[[ Dataset records, beginning ]]
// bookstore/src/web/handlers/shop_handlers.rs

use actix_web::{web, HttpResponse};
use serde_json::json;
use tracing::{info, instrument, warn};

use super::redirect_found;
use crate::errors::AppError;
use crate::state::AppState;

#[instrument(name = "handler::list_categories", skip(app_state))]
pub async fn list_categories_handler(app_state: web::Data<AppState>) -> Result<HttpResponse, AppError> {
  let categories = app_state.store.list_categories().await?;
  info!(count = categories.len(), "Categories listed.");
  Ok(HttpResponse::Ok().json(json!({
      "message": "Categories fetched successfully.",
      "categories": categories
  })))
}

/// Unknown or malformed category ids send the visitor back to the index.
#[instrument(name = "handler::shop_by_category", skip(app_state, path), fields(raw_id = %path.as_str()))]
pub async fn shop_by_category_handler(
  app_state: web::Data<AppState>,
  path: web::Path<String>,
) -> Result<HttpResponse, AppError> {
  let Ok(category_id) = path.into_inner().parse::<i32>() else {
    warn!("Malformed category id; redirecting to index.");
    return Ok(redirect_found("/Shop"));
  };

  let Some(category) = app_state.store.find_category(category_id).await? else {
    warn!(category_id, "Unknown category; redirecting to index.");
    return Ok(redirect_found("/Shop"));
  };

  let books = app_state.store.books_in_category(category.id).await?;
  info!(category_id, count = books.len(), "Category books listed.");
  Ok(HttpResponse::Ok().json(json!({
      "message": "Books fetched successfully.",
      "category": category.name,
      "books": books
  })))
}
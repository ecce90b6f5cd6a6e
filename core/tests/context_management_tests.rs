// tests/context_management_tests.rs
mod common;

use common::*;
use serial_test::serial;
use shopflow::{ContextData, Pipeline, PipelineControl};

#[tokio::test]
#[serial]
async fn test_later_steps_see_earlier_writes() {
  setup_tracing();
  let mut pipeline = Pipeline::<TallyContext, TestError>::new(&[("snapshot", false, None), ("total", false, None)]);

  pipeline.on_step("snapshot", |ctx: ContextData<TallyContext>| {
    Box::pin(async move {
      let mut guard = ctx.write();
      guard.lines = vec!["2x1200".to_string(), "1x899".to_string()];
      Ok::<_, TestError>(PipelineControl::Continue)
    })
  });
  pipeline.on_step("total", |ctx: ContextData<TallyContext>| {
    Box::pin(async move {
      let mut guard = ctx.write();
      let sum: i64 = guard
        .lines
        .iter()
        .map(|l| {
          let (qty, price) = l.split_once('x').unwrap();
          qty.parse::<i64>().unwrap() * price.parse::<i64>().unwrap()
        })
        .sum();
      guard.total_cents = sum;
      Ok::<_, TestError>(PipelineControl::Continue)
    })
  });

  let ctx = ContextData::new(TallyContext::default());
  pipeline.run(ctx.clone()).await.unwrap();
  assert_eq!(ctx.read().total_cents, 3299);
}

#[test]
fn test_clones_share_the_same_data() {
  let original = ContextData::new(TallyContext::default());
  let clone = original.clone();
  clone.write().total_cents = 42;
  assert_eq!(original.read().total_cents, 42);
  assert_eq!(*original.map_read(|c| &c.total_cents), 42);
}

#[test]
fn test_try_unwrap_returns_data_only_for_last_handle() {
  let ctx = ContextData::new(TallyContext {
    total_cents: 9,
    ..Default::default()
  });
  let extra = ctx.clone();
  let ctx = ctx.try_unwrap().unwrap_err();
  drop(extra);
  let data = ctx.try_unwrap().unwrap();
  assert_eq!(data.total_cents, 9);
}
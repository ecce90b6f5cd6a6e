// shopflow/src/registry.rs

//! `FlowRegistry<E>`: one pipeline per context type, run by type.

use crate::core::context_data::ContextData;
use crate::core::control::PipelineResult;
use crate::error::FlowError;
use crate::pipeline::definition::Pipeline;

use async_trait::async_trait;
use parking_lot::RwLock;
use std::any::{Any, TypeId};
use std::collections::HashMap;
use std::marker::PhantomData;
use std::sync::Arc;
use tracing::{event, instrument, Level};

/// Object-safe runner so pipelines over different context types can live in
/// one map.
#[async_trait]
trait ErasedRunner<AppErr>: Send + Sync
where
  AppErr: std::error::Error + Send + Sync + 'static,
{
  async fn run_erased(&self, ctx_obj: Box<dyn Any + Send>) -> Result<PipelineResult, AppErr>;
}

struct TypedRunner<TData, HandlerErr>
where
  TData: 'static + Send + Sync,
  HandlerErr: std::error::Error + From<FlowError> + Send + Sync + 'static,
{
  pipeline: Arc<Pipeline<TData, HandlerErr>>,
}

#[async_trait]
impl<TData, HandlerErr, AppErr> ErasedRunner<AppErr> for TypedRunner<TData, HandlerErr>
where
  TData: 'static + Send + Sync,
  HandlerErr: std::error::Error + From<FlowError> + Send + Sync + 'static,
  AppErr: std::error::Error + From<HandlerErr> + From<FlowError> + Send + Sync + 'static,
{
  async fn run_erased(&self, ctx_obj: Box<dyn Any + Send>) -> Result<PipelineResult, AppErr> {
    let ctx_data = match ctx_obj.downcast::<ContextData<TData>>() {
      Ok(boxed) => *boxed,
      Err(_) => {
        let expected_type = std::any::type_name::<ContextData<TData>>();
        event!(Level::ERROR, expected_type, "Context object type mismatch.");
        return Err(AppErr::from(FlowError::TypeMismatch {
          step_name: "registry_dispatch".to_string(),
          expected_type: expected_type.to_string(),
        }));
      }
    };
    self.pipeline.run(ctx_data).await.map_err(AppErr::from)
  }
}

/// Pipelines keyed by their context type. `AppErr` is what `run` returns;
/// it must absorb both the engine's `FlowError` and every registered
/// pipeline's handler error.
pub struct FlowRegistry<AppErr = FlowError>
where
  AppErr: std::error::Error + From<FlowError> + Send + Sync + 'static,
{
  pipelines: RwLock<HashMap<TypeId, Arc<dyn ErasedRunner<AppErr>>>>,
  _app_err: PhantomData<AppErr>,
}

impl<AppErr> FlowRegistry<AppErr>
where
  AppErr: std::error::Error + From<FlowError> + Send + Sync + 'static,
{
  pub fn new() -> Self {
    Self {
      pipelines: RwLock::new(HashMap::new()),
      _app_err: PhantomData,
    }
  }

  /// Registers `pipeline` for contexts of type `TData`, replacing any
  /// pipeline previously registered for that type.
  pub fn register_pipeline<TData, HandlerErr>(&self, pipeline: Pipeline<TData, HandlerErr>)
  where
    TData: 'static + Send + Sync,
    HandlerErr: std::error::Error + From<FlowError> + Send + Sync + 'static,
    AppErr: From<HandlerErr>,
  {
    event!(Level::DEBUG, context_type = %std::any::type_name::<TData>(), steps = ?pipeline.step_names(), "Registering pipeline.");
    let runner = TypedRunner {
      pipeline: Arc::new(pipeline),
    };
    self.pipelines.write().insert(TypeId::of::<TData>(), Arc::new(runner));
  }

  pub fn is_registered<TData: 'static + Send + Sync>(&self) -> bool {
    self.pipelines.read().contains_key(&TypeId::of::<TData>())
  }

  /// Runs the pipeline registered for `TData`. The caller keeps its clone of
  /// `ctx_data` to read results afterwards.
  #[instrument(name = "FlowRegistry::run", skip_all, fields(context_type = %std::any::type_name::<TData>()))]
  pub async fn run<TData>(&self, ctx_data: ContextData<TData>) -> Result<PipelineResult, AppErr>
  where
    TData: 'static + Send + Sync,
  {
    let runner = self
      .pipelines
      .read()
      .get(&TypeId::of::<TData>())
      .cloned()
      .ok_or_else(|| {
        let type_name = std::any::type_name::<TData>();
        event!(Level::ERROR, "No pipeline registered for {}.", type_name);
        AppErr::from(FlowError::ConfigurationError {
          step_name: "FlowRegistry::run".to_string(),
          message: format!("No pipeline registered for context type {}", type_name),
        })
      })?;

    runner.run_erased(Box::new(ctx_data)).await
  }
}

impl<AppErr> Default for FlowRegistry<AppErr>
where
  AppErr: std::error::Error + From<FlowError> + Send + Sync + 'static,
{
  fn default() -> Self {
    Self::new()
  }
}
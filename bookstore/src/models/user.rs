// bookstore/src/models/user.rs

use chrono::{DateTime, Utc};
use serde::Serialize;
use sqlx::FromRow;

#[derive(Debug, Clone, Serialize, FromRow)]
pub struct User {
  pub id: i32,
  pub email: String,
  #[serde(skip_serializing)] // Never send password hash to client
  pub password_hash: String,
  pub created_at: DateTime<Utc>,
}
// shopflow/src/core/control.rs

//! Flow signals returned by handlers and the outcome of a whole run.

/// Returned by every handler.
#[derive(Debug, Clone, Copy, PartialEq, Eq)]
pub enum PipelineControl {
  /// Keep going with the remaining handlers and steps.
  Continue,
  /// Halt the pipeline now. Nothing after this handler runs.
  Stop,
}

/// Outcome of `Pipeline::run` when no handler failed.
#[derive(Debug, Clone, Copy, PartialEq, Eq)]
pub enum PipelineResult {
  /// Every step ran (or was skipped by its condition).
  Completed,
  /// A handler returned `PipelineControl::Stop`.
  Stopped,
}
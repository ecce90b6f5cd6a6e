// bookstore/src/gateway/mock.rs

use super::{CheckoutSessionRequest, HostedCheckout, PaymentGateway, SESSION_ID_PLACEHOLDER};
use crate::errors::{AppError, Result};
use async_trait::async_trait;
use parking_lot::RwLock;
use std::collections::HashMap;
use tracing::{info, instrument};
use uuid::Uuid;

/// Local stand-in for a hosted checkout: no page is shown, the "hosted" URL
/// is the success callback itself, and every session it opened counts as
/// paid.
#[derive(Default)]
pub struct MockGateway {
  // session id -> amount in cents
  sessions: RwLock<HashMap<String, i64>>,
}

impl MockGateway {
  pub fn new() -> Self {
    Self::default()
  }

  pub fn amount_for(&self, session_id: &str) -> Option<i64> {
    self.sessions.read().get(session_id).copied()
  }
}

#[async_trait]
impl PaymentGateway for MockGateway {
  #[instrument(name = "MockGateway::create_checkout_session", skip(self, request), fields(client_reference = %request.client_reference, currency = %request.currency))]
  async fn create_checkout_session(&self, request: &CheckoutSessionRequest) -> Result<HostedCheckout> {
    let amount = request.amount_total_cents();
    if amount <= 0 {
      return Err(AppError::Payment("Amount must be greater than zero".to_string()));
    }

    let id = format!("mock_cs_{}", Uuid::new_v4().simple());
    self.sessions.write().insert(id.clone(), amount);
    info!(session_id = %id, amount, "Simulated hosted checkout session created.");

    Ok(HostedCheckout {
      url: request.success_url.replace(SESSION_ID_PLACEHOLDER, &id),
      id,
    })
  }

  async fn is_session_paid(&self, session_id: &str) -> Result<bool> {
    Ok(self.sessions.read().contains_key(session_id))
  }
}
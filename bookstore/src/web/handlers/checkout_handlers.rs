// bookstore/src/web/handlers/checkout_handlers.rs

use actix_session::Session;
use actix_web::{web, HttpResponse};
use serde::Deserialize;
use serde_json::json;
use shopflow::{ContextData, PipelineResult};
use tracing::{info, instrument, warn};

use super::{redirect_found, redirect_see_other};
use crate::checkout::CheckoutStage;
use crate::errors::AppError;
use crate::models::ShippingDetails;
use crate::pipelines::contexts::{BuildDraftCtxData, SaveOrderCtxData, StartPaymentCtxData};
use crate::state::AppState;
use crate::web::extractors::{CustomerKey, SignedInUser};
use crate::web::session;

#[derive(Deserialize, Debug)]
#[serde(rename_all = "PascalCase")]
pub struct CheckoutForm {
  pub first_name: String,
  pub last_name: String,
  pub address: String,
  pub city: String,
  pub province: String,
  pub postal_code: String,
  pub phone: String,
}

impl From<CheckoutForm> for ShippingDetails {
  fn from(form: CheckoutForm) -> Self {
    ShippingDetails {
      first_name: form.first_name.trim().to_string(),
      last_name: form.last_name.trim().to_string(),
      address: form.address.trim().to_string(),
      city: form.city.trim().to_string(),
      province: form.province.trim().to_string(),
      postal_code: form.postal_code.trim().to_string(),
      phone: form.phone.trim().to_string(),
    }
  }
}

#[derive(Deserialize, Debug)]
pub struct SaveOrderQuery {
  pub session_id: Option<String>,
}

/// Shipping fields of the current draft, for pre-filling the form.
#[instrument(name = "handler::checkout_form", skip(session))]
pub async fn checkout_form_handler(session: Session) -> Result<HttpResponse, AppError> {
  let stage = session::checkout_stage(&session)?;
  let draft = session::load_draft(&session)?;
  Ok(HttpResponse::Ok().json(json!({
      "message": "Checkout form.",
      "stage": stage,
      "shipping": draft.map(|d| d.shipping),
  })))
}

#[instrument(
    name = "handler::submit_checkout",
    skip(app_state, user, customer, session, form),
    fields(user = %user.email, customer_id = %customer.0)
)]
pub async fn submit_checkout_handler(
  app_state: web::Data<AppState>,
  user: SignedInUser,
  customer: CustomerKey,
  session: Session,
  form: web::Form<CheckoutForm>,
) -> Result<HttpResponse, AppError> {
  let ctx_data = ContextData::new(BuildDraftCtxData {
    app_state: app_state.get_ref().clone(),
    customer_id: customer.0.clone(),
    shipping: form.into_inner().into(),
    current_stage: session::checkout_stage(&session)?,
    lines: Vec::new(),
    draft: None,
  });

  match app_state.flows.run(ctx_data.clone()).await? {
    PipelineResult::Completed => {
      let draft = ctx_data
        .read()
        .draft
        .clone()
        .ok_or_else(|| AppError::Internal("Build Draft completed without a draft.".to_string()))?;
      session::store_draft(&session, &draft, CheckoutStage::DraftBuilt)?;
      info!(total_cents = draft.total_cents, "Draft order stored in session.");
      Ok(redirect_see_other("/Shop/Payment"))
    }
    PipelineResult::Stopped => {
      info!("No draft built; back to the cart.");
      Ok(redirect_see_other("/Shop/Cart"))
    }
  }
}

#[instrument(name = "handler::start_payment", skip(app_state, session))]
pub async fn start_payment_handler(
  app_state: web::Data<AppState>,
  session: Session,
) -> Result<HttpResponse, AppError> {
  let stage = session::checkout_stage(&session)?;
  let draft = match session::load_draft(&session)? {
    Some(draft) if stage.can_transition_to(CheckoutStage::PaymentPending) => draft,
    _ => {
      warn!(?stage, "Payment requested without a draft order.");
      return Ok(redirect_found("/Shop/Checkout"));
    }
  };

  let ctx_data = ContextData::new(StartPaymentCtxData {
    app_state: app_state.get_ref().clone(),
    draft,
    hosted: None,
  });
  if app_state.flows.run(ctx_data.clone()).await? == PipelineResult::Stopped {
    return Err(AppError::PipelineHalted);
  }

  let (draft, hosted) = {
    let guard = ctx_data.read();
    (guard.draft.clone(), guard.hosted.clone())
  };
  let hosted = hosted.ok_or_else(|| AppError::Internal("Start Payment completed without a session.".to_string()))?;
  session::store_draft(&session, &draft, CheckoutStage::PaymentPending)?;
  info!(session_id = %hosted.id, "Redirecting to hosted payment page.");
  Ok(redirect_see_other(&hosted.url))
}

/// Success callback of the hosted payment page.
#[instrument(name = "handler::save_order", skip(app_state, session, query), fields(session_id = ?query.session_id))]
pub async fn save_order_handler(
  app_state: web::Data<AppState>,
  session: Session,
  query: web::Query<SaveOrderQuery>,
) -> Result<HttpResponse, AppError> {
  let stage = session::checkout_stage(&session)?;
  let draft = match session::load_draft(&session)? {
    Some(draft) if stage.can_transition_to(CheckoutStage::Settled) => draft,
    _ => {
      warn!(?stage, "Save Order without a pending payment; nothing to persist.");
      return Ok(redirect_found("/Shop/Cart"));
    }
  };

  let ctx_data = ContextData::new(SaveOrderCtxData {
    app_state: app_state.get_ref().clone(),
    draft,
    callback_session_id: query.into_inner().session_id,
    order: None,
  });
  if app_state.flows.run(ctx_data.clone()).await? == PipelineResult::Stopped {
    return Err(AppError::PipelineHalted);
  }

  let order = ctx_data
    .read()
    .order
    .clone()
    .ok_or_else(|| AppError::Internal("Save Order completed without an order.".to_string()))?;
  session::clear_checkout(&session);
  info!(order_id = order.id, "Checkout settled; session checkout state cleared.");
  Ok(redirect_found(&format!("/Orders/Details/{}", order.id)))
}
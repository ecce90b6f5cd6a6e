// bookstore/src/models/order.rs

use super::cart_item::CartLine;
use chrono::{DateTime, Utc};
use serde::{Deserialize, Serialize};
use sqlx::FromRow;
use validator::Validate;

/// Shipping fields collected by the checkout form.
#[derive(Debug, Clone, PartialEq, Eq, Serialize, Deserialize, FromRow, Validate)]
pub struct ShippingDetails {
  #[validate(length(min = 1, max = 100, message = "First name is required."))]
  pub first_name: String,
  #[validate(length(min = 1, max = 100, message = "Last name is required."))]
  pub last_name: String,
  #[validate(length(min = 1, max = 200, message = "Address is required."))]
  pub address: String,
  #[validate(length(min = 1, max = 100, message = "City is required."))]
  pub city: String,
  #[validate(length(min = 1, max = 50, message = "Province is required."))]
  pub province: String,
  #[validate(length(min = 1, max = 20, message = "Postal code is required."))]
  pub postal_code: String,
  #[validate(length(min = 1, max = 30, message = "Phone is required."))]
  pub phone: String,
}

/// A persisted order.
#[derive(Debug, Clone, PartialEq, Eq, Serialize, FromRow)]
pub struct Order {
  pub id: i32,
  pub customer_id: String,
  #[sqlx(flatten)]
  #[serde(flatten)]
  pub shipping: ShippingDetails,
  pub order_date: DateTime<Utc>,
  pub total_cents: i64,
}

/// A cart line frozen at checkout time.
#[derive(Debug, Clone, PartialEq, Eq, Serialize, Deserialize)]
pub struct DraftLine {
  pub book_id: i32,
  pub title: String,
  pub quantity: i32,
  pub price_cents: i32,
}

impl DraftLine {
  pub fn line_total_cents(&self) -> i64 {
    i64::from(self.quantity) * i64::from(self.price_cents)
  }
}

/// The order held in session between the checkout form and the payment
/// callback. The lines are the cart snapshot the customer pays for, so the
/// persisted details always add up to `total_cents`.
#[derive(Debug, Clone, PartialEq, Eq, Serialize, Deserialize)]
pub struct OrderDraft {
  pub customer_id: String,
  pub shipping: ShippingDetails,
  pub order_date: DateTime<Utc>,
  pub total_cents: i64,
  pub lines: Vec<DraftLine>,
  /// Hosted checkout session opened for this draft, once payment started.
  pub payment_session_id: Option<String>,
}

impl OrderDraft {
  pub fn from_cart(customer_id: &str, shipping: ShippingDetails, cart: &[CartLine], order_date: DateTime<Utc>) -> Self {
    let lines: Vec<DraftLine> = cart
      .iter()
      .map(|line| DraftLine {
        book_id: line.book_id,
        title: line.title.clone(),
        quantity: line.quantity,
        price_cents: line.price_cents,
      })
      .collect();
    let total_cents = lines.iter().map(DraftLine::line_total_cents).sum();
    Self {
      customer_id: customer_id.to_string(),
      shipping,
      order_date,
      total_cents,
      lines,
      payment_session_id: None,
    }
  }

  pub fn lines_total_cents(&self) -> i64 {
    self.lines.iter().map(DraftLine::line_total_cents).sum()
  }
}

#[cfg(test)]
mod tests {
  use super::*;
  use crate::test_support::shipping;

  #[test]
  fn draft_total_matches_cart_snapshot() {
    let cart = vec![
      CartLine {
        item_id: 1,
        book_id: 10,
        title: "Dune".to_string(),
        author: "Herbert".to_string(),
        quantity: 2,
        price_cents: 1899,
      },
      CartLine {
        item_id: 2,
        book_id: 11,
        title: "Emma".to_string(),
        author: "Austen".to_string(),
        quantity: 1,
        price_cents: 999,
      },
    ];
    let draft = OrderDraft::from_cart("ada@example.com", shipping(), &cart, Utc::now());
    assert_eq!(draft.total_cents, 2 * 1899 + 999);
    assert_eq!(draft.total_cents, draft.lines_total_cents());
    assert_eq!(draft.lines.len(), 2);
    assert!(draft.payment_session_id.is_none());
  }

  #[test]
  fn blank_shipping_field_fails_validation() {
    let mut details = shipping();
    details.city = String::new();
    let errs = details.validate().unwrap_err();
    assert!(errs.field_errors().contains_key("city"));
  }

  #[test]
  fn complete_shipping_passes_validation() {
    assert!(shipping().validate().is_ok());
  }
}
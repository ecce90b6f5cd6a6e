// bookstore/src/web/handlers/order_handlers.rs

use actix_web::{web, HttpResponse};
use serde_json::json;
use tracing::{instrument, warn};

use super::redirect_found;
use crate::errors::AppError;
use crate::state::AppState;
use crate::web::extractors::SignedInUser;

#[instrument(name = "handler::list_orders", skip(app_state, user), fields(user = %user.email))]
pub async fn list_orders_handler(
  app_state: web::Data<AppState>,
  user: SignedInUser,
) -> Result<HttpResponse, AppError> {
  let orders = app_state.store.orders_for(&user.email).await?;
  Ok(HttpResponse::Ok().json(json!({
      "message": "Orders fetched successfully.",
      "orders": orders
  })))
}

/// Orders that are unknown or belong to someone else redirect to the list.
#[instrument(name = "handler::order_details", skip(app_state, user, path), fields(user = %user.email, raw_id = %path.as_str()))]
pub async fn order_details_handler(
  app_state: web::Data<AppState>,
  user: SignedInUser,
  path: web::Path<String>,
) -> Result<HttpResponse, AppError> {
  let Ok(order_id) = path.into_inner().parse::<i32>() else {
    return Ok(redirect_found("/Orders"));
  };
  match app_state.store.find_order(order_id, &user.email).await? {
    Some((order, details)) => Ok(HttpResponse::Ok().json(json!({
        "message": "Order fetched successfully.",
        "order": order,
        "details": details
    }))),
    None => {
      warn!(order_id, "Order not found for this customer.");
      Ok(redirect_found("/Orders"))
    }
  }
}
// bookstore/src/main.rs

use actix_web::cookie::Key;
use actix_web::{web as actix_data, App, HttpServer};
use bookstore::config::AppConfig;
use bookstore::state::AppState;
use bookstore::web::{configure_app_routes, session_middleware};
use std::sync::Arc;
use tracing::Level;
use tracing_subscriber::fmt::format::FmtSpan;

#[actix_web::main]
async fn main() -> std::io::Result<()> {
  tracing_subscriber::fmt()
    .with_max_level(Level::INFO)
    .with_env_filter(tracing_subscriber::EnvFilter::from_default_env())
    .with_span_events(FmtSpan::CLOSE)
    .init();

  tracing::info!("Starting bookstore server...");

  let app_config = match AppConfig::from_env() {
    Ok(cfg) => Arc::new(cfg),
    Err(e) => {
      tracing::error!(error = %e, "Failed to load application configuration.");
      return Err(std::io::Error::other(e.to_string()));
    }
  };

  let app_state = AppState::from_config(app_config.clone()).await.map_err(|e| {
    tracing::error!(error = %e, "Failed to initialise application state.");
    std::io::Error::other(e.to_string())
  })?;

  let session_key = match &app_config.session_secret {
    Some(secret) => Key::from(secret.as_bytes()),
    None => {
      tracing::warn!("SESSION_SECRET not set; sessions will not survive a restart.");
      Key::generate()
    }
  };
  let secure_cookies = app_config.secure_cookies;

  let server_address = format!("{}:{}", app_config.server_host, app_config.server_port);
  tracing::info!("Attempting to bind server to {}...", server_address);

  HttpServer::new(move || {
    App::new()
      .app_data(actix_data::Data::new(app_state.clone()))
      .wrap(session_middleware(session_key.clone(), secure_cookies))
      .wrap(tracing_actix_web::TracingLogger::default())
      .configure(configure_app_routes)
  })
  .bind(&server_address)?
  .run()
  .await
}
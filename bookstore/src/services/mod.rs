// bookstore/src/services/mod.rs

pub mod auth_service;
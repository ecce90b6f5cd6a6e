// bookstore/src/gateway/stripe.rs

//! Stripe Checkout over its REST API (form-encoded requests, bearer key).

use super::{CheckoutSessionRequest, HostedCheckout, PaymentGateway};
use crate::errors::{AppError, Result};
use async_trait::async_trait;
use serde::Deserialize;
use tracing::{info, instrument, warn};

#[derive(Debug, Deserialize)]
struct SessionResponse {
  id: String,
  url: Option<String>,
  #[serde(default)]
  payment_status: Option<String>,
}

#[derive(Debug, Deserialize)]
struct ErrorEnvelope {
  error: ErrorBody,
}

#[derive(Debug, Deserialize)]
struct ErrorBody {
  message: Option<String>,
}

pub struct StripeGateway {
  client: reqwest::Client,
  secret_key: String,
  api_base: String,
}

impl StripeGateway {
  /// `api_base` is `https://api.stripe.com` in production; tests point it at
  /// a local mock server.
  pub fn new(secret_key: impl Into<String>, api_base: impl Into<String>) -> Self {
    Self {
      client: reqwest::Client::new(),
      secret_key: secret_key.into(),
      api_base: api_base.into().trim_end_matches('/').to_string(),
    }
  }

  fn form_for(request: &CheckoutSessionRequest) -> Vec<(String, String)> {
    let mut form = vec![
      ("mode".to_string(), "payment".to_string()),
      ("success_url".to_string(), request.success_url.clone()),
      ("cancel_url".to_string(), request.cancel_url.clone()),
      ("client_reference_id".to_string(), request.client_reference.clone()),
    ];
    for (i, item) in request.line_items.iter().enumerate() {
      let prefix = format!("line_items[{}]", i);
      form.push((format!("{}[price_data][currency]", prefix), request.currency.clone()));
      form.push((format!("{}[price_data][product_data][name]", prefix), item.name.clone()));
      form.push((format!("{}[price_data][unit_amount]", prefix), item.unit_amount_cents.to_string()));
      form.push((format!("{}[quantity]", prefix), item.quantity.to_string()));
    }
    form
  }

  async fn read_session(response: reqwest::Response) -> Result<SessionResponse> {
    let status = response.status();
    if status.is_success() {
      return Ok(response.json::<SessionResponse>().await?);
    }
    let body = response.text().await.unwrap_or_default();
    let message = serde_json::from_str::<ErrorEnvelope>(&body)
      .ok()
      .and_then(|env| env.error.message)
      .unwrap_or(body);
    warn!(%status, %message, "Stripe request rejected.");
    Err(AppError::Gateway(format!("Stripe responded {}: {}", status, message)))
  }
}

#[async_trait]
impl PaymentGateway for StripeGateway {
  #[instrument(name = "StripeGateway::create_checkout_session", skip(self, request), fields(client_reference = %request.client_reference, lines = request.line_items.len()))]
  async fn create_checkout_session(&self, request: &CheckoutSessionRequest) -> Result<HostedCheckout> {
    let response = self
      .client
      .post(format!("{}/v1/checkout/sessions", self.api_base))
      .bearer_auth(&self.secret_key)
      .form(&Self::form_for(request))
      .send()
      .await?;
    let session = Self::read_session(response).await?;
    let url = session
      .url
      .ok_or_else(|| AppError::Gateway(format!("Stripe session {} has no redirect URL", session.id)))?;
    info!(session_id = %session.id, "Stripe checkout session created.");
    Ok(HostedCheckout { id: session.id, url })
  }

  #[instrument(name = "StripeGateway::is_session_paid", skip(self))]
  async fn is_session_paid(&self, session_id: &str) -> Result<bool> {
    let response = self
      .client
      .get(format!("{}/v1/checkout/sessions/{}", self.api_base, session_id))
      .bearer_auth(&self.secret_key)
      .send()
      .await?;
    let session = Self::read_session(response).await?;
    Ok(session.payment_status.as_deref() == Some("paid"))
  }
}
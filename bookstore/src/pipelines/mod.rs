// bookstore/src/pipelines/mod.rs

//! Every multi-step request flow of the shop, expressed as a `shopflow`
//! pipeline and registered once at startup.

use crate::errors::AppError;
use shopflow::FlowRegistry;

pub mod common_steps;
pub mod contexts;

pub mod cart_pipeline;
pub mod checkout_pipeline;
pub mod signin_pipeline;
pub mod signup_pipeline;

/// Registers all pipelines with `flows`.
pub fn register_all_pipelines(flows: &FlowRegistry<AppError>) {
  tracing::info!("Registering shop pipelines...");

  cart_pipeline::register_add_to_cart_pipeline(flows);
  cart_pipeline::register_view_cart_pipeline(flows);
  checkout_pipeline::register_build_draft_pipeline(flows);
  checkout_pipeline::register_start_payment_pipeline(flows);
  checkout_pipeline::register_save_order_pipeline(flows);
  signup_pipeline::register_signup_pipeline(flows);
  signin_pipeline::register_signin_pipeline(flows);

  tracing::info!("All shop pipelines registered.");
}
[[ Dataset records, end ]]
— Problem statement —
Nothing but a number should be given: the number of lines in the records that contain the word "persisted".

— Written response —
2